- Education: University of North Carolina, Chapel Hill (BA) University of Michigan (MA, PhD)
- Scientific career
- Institutions: University of North Carolina, Chapel Hill
- Thesis: Racial Socialization, Perceptions of School Discrimination and the Educational Outcomes of African American Male and Female Adolescents (2005)

= Shauna Cooper =

American psychologist

Shauna Michelle Cooper is an American psychologist at the University of North Carolina at Chapel Hill. Her research considers how race, culture and context influence the development of African-American young people. She is co-Editor in Chief of Child Development, the flagship journal of the Society for Research in Child Development (SRCD).

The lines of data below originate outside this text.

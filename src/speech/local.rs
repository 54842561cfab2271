//! On-device speech synthesis through a system command

use std::path::PathBuf;

use async_trait::async_trait;

use super::Speaker;
use crate::{Error, Result};

/// Synthesizers tried in order, with arguments selecting a Spanish voice
const SYNTHESIZERS: &[(&str, &[&str])] = &[
    ("espeak-ng", &["-v", "es"]),
    ("espeak", &["-v", "es"]),
    ("say", &["-v", "Monica"]),
];

/// Speaks with espeak-ng, espeak or macOS `say`
pub struct LocalSpeaker {
    program: PathBuf,
    args: &'static [&'static str],
}

impl LocalSpeaker {
    /// Find the first installed synthesizer
    #[must_use]
    pub fn detect() -> Option<Self> {
        SYNTHESIZERS.iter().find_map(|(bin, args)| {
            which::which(bin).ok().map(|program| {
                tracing::debug!(program = %program.display(), "local synthesizer found");
                Self {
                    program,
                    args: *args,
                }
            })
        })
    }
}

#[async_trait]
impl Speaker for LocalSpeaker {
    fn name(&self) -> &'static str {
        "local"
    }

    async fn speak(&self, text: &str) -> Result<()> {
        let output = tokio::process::Command::new(&self.program)
            .args(self.args)
            .arg(text)
            .output()
            .await?;

        if !output.status.success() {
            let stderr = String::from_utf8_lossy(&output.stderr);
            return Err(Error::Speech(format!(
                "{} failed: {}",
                self.program.display(),
                stderr.trim()
            )));
        }

        Ok(())
    }
}
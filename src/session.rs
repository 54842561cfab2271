//! Voice session: runs interpreted commands against storage
//!
//! The interpreter only describes what to do. The session is the caller that
//! snapshots tasks and categories, executes the resulting action, keeps the
//! category filter and the one pending confirmation, and decides what to say.

use std::sync::Arc;

use chrono::Local;
use serde::Serialize;
use tokio::sync::Mutex;

use crate::command::{
    self, Action, ActionParams, Intent, InterpretationResult, PendingCategoryAssignment,
    apply_confirmed_action,
};
use crate::model::{CategoryFilter, Context, NewTask, TaskPatch, UserId};
use crate::store::TaskStore;
use crate::{Error, Result};

/// What to tell the user after an utterance
#[derive(Debug, Clone, Default, PartialEq, Eq, Serialize)]
#[serde(rename_all = "camelCase")]
pub struct Reply {
    /// Text to speak; `None` means stay silent
    pub speech: Option<String>,
    /// A bulk action is waiting for a yes/no answer
    pub awaiting_confirmation: bool,
}

impl Reply {
    fn say(speech: impl Into<String>) -> Self {
        Self {
            speech: Some(speech.into()),
            awaiting_confirmation: false,
        }
    }
}

#[derive(Debug, Default)]
struct SessionState {
    filter: CategoryFilter,
    pending: Option<PendingCategoryAssignment>,
}

/// Per-user voice command session
pub struct VoiceSession {
    store: Arc<dyn TaskStore>,
    user_id: UserId,
    state: Mutex<SessionState>,
}

impl VoiceSession {
    /// Create a session for one user
    #[must_use]
    pub fn new(store: Arc<dyn TaskStore>, user_id: UserId) -> Self {
        Self {
            store,
            user_id,
            state: Mutex::new(SessionState::default()),
        }
    }

    #[must_use]
    pub const fn user_id(&self) -> UserId {
        self.user_id
    }

    /// Storage used by this session
    #[must_use]
    pub fn store(&self) -> &Arc<dyn TaskStore> {
        &self.store
    }

    /// Currently selected category filter
    pub async fn filter(&self) -> CategoryFilter {
        self.state.lock().await.filter
    }

    /// Bulk action waiting for confirmation, if any
    pub async fn pending(&self) -> Option<PendingCategoryAssignment> {
        self.state.lock().await.pending.clone()
    }

    /// Fresh snapshot of the user's tasks (under the current filter) and categories
    ///
    /// # Errors
    ///
    /// Returns error if storage cannot be read
    pub async fn context(&self) -> Result<Context> {
        let filter = self.filter().await;
        let tasks = self.store.list_tasks(self.user_id, filter).await?;
        let categories = self.store.list_categories(self.user_id).await?;

        Ok(Context::new(tasks, categories, Local::now().date_naive()).with_filter(filter))
    }

    /// Interpret and execute one transcript
    ///
    /// Execution failures are logged and reported as speech.
    ///
    /// # Errors
    ///
    /// Returns error only if the context snapshot cannot be loaded
    pub async fn handle(&self, transcript: &str) -> Result<Reply> {
        let ctx = self.context().await?;

        let reply = match command::interpret(transcript, &ctx) {
            InterpretationResult::Action(action) => self.run(action).await,
            InterpretationResult::Informational { speech }
            | InterpretationResult::Failure { speech } => Reply::say(speech),
            InterpretationResult::Unrecognized => {
                tracing::debug!(transcript, "no voice command recognized");
                Reply::default()
            }
        };

        Ok(reply)
    }

    /// Execute the pending bulk action after the user said yes
    ///
    /// # Errors
    ///
    /// Returns `NotFound` when nothing is waiting for confirmation
    pub async fn confirm(&self) -> Result<Reply> {
        let pending = self
            .state
            .lock()
            .await
            .pending
            .take()
            .ok_or_else(|| Error::NotFound("no action awaiting confirmation".to_string()))?;

        let result = apply_confirmed_action(self.store.as_ref(), self.user_id, &pending).await;
        Ok(Reply::say(result.speech()))
    }

    /// Drop the pending bulk action; returns whether there was one
    pub async fn cancel(&self) -> bool {
        let dropped = self.state.lock().await.pending.take();
        if let Some(pending) = &dropped {
            tracing::info!(category = %pending.category_name, "bulk assignment cancelled");
        }
        dropped.is_some()
    }

    async fn run(&self, action: Action) -> Reply {
        if action.requires_confirmation {
            let mut state = self.state.lock().await;
            state.pending.clone_from(&action.pending);
            return Reply {
                speech: Some(action.speech),
                awaiting_confirmation: state.pending.is_some(),
            };
        }

        match self.execute(&action.params).await {
            Ok(()) => {
                tracing::info!(intent = %action.intent, "voice command executed");
                Reply::say(action.speech)
            }
            Err(e) => {
                tracing::error!(intent = %action.intent, error = %e, "voice command failed");
                Reply::say(failure_speech(action.intent))
            }
        }
    }

    async fn execute(&self, params: &ActionParams) -> Result<()> {
        let user = self.user_id;

        match params {
            ActionParams::CreateTask {
                title,
                due_date,
                category_id,
            } => {
                let task = NewTask {
                    title: title.clone(),
                    due_date: *due_date,
                    category_id: *category_id,
                    ..NewTask::default()
                };
                self.store.create_task(user, task).await?;
            }
            ActionParams::CompleteTask { task_id } => {
                self.store.update_task(user, *task_id, TaskPatch::complete()).await?;
            }
            ActionParams::DeleteTask { task_id } => {
                self.store.delete_task(user, *task_id).await?;
            }
            ActionParams::SetFilter { filter } => {
                self.state.lock().await.filter = *filter;
            }
            ActionParams::AssignCategory {
                task_id,
                category_id,
            } => {
                self.store
                    .update_task(user, *task_id, TaskPatch::set_category(*category_id))
                    .await?;
            }
            ActionParams::RemoveCategory { task_id } => {
                self.store
                    .update_task(user, *task_id, TaskPatch::clear_category())
                    .await?;
            }
            ActionParams::AssignPriority { task_id, priority } => {
                self.store
                    .update_task(user, *task_id, TaskPatch::set_priority(*priority))
                    .await?;
            }
            ActionParams::AssignCategoryToAll { .. } => {
                return Err(Error::Validation(
                    "bulk assignment must go through confirmation".to_string(),
                ));
            }
        }

        Ok(())
    }
}

/// Spoken when storage rejects an otherwise valid command
const fn failure_speech(intent: Intent) -> &'static str {
    match intent {
        Intent::CreateTask => "Hubo un error al crear la tarea",
        Intent::CompleteTask => "Hubo un error al completar la tarea",
        Intent::DeleteTask => "Hubo un error al eliminar la tarea",
        Intent::AssignCategoryToTask => "Hubo un error al asignar la categoría a la tarea",
        Intent::RemoveCategoryFromTask => "Hubo un error al quitar la categoría de la tarea",
        Intent::AssignPriorityToTask => "Hubo un error al asignar la prioridad a la tarea",
        Intent::AssignCategoryToAll => "Hubo un error al asignar la categoría a las tareas",
        Intent::FilterByCategory | Intent::ListPendingTasks | Intent::Unrecognized => {
            "Hubo un error al procesar el comando"
        }
    }
}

== Early life and education ==
Cooper studied psychology at the University of North Carolina at Chapel Hill. Her honors essay considered what influences academic disidentification (i.e. the rejection of academic identity). She moved to the University of Michigan for her graduate studies, where she focussed on developmental psychology and completed her PhD in Psychology in 2005. Her dissertation on racial socialization and perceptions of school discrimination was mentored by Stephanie J. Rowley.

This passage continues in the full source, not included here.